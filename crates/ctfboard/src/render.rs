//! Table rendering for the participants list and the leaderboard.
//!
//! Rendering always builds a fresh [`Table`] from the current collections.
//! Rows carry the actions bound to them so a front end can wire edits and
//! deletes without knowing about the store.

use std::fmt;

use serde::Serialize;

use crate::model::{Participant, TeamResult};
use crate::score::ScoreField;

/// Placeholder text of an empty participants table.
pub const NO_PARTICIPANTS: &str = "No participants registered yet.";

/// Placeholder text of an empty leaderboard.
pub const NO_RESULTS: &str = "No results available yet.";

const PARTICIPANT_HEADERS: &[&str] = &["Team", "Captain", "Email", "Phone", "Members", "ID"];
const LEADERBOARD_HEADERS: &[&str] = &["Team", "Defence", "Attack", "Uptime", "Total", "ID"];

/// Which table a [`Table`] shows.
#[derive(Debug, Clone, Copy, PartialEq, Eq, Serialize)]
#[serde(rename_all = "snake_case")]
pub enum TableKind {
    /// Registered teams.
    Participants,
    /// Results ordered by total score.
    Leaderboard,
}

/// Where an inline edit of a cell goes.
#[derive(Debug, Clone, PartialEq, Eq, Serialize)]
pub struct EditBinding {
    /// Result to update.
    pub result_id: String,
    /// Field to update.
    pub field: ScoreField,
}

/// Action offered by a row.
#[derive(Debug, Clone, PartialEq, Eq, Serialize)]
#[serde(tag = "action", content = "id", rename_all = "snake_case")]
pub enum RowAction {
    /// Delete the participant (and its result).
    DeleteParticipant(String),
    /// Delete only the result.
    DeleteResult(String),
}

impl RowAction {
    /// Identifier the action is bound to.
    #[must_use]
    pub fn id(&self) -> &str {
        match self {
            Self::DeleteParticipant(id) | Self::DeleteResult(id) => id,
        }
    }
}

/// One displayed cell.
#[derive(Debug, Clone, PartialEq, Eq, Serialize)]
pub struct Cell {
    /// Displayed value.
    pub value: String,
    /// Set for inline-editable cells.
    #[serde(skip_serializing_if = "Option::is_none")]
    pub edit: Option<EditBinding>,
}

impl Cell {
    fn text(value: impl Into<String>) -> Self {
        Self {
            value: value.into(),
            edit: None,
        }
    }

    fn editable(value: impl Into<String>, result_id: &str, field: ScoreField) -> Self {
        Self {
            value: value.into(),
            edit: Some(EditBinding {
                result_id: result_id.to_string(),
                field,
            }),
        }
    }
}

/// One table row.
#[derive(Debug, Clone, PartialEq, Eq, Serialize)]
pub struct Row {
    /// Displayed cells, in column order, excluding the action column.
    pub cells: Vec<Cell>,
    /// Row action; `None` for the placeholder row.
    #[serde(skip_serializing_if = "Option::is_none")]
    pub action: Option<RowAction>,
    /// Hidden by the current filter.
    #[serde(skip)]
    pub hidden: bool,
}

impl Row {
    fn placeholder(text: &str) -> Self {
        Self {
            cells: vec![Cell::text(text)],
            action: None,
            hidden: false,
        }
    }

    /// Whether this is the "no data" row of an empty table.
    #[must_use]
    pub fn is_placeholder(&self) -> bool {
        self.action.is_none()
    }

    /// Full visible text of the row: all cell values separated by spaces.
    #[must_use]
    pub fn text(&self) -> String {
        self.cells
            .iter()
            .map(|c| c.value.as_str())
            .collect::<Vec<_>>()
            .join(" ")
    }
}

/// A rendered table.
#[derive(Debug, Clone, PartialEq, Eq, Serialize)]
pub struct Table {
    /// Which table this is.
    pub kind: TableKind,
    /// Column headers.
    pub headers: &'static [&'static str],
    /// Rows in display order.
    pub rows: Vec<Row>,
}

impl Table {
    /// Rows not hidden by the current filter.
    pub fn visible_rows(&self) -> impl Iterator<Item = &Row> {
        self.rows.iter().filter(|r| !r.hidden)
    }

    /// Records behind the visible rows, in row order.
    ///
    /// `id_of` gives the identifier a record's row action is bound to.
    #[must_use]
    pub fn visible_records<'a, T>(
        &self,
        records: &'a [T],
        id_of: impl Fn(&T) -> &str,
    ) -> Vec<&'a T> {
        self.visible_rows()
            .filter_map(|row| row.action.as_ref())
            .filter_map(|action| records.iter().find(|r| id_of(r) == action.id()))
            .collect()
    }

    /// Whether the table only holds its placeholder row.
    #[must_use]
    pub fn is_empty(&self) -> bool {
        self.rows.iter().all(Row::is_placeholder)
    }
}

/// Render participants in registration order.
#[must_use]
pub fn render_participants(list: &[Participant]) -> Table {
    let rows = if list.is_empty() {
        vec![Row::placeholder(NO_PARTICIPANTS)]
    } else {
        list.iter()
            .map(|p| Row {
                cells: vec![
                    Cell::text(&p.team_name),
                    Cell::text(&p.captain_name),
                    Cell::text(&p.email),
                    Cell::text(&p.phone),
                    Cell::text(p.members_display()),
                ],
                action: Some(RowAction::DeleteParticipant(p.id.clone())),
                hidden: false,
            })
            .collect()
    };

    Table {
        kind: TableKind::Participants,
        headers: PARTICIPANT_HEADERS,
        rows,
    }
}

/// Render results by total score, highest first.
///
/// Equal totals keep their collection order.
#[must_use]
pub fn render_leaderboard(list: &[TeamResult]) -> Table {
    let rows = if list.is_empty() {
        vec![Row::placeholder(NO_RESULTS)]
    } else {
        let mut sorted: Vec<&TeamResult> = list.iter().collect();
        sorted.sort_by(|a, b| b.total_score.cmp(&a.total_score));

        sorted
            .into_iter()
            .map(|r| Row {
                cells: vec![
                    Cell::text(&r.team_name),
                    Cell::editable(r.defence_score.to_string(), &r.id, ScoreField::Defence),
                    Cell::editable(r.attack_score.to_string(), &r.id, ScoreField::Attack),
                    Cell::editable(&r.uptime, &r.id, ScoreField::Uptime),
                    Cell::text(r.total_score.to_string()),
                ],
                action: Some(RowAction::DeleteResult(r.id.clone())),
                hidden: false,
            })
            .collect()
    };

    Table {
        kind: TableKind::Leaderboard,
        headers: LEADERBOARD_HEADERS,
        rows,
    }
}

impl fmt::Display for Table {
    /// Plain text with aligned columns. Hidden rows are left out and the
    /// action column shows the identifier the row's action is bound to.
    fn fmt(&self, f: &mut fmt::Formatter<'_>) -> fmt::Result {
        let lines: Vec<Vec<&str>> = self
            .visible_rows()
            .filter(|r| !r.is_placeholder())
            .map(|r| {
                r.cells
                    .iter()
                    .map(|c| c.value.as_str())
                    .chain(r.action.as_ref().map(RowAction::id))
                    .collect()
            })
            .collect();

        let mut widths: Vec<usize> = self.headers.iter().map(|h| h.chars().count()).collect();
        for line in &lines {
            for (width, value) in widths.iter_mut().zip(line) {
                *width = (*width).max(value.chars().count());
            }
        }

        write_line(f, self.headers, &widths)?;
        let rule: Vec<String> = widths.iter().map(|w| "-".repeat(*w)).collect();
        write_line(f, &rule, &widths)?;

        for line in &lines {
            write_line(f, line, &widths)?;
        }

        // Placeholder spans the whole table
        for row in self.visible_rows().filter(|r| r.is_placeholder()) {
            writeln!(f, "{}", row.text())?;
        }
        Ok(())
    }
}

fn write_line<S: AsRef<str>>(
    f: &mut fmt::Formatter<'_>,
    values: &[S],
    widths: &[usize],
) -> fmt::Result {
    let padded: Vec<String> = values
        .iter()
        .zip(widths)
        .map(|(v, w)| {
            let v = v.as_ref();
            let pad = w.saturating_sub(v.chars().count());
            format!("{v}{}", " ".repeat(pad))
        })
        .collect();
    writeln!(f, "{}", padded.join("  ").trim_end())
}
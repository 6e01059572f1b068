//! Error types for ctfboard.
//!
//! This module defines all error types used throughout the ctfboard crate,
//! from record storage failures up to user-visible registration errors.

use std::path::PathBuf;
use thiserror::Error;

/// The main error type for ctfboard operations.
#[derive(Error, Debug)]
pub enum Error {
    // === Storage Errors ===
    /// Failed to open or create the database.
    #[error("failed to open database at {path}: {source}")]
    DatabaseOpen {
        /// Path to the database file.
        path: PathBuf,
        /// The underlying error.
        #[source]
        source: rusqlite::Error,
    },

    /// A database query failed.
    #[error("database query failed: {0}")]
    DatabaseQuery(#[from] rusqlite::Error),

    /// Failed to run database migrations.
    #[error("database migration failed: {message}")]
    DatabaseMigration {
        /// Description of what went wrong.
        message: String,
    },

    // === Configuration Errors ===
    /// Failed to load configuration.
    #[error("failed to load configuration: {0}")]
    ConfigLoad(Box<figment::Error>),

    /// Configuration validation failed.
    #[error("invalid configuration: {message}")]
    ConfigValidation {
        /// Description of the validation failure.
        message: String,
    },

    // === Domain Errors ===
    /// A team with the same name is already registered.
    #[error("Team with this name already exists!")]
    DuplicateTeam {
        /// The rejected team name.
        team_name: String,
    },

    /// The named score field does not exist.
    #[error("unknown score field '{0}' (expected defence, attack or uptime)")]
    UnknownScoreField(String),

    /// The named screen does not exist.
    #[error("unknown screen '{0}' (expected participants or leaderboard)")]
    UnknownScreen(String),

    // === I/O Errors ===
    /// File system operation failed.
    #[error("I/O error: {0}")]
    Io(#[from] std::io::Error),

    /// Failed to create a required directory.
    #[error("failed to create directory {path}: {source}")]
    DirectoryCreate {
        /// Path that couldn't be created.
        path: PathBuf,
        /// The underlying error.
        #[source]
        source: std::io::Error,
    },

    // === Serialization Errors ===
    /// JSON serialization/deserialization failed.
    #[error("JSON error: {0}")]
    Json(#[from] serde_json::Error),
}

/// A specialized Result type for ctfboard operations.
pub type Result<T> = std::result::Result<T, Error>;

impl From<figment::Error> for Error {
    fn from(err: figment::Error) -> Self {
        Self::ConfigLoad(Box::new(err))
    }
}

impl Error {
    /// Create a duplicate team error.
    #[must_use]
    pub fn duplicate_team(team_name: impl Into<String>) -> Self {
        Self::DuplicateTeam {
            team_name: team_name.into(),
        }
    }

    /// Check if this error was caused by user input rather than the environment.
    ///
    /// User errors are shown as status messages; everything else is a failure
    /// of the storage or configuration layer.
    #[must_use]
    pub fn is_user_error(&self) -> bool {
        matches!(
            self,
            Self::DuplicateTeam { .. } | Self::UnknownScoreField(_) | Self::UnknownScreen(_)
        )
    }
}
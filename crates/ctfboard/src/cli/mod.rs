//! Command-line interface for ctfboard.
//!
//! This module provides the CLI structure for the `ctfboard` binary.

mod commands;

use std::path::PathBuf;

use clap::{Parser, Subcommand};

pub use commands::{
    ConfigCommand, DeleteCommand, ListCommand, OutputFormat, RegisterCommand, ScoreCommand,
    ScoreFieldArg, StatusCommand,
};

/// ctfboard - Scoreboard for capture-the-flag competitions
///
/// Registers teams and tracks their defence, attack and uptime scores in a
/// local database.
#[derive(Debug, Parser)]
#[command(name = "ctfboard")]
#[command(author, version, about, long_about = None)]
#[command(propagate_version = true)]
pub struct Cli {
    /// Path to custom configuration file
    #[arg(short, long, global = true, value_name = "FILE")]
    pub config: Option<PathBuf>,

    /// Path to the scoreboard database (overrides configuration)
    #[arg(short, long, global = true, value_name = "FILE")]
    pub database: Option<PathBuf>,

    /// Increase verbosity (-v for info, -vv for debug)
    #[arg(short, long, action = clap::ArgAction::Count, global = true)]
    pub verbose: u8,

    /// Suppress all output except errors
    #[arg(short, long, global = true)]
    pub quiet: bool,

    /// The command to execute
    #[command(subcommand)]
    pub command: Command,
}

/// Available commands.
#[derive(Debug, Subcommand)]
pub enum Command {
    /// Register a team
    Register(RegisterCommand),

    /// Change a defence, attack or uptime value
    Score(ScoreCommand),

    /// Delete a participant or a result
    #[command(subcommand)]
    Delete(DeleteCommand),

    /// Show registered participants
    Participants(ListCommand),

    /// Show the leaderboard
    Leaderboard(ListCommand),

    /// Start an interactive session
    Shell,

    /// Show database status
    Status(StatusCommand),

    /// View or validate configuration
    #[command(subcommand)]
    Config(ConfigCommand),
}

impl Cli {
    /// Get the verbosity level based on flags.
    #[must_use]
    pub fn verbosity(&self) -> crate::logging::Verbosity {
        if self.quiet {
            crate::logging::Verbosity::Quiet
        } else {
            match self.verbose {
                0 => crate::logging::Verbosity::Normal,
                1 => crate::logging::Verbosity::Verbose,
                _ => crate::logging::Verbosity::Trace,
            }
        }
    }
}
────────────────────
■ **Work to be completed**: Match on "ConfigCommand" and copy out every line of the entries that contains it.

■ **Written answer**:
    ConfigCommand, DeleteCommand, ListCommand, OutputFormat, RegisterCommand, ScoreCommand,
    Config(ConfigCommand),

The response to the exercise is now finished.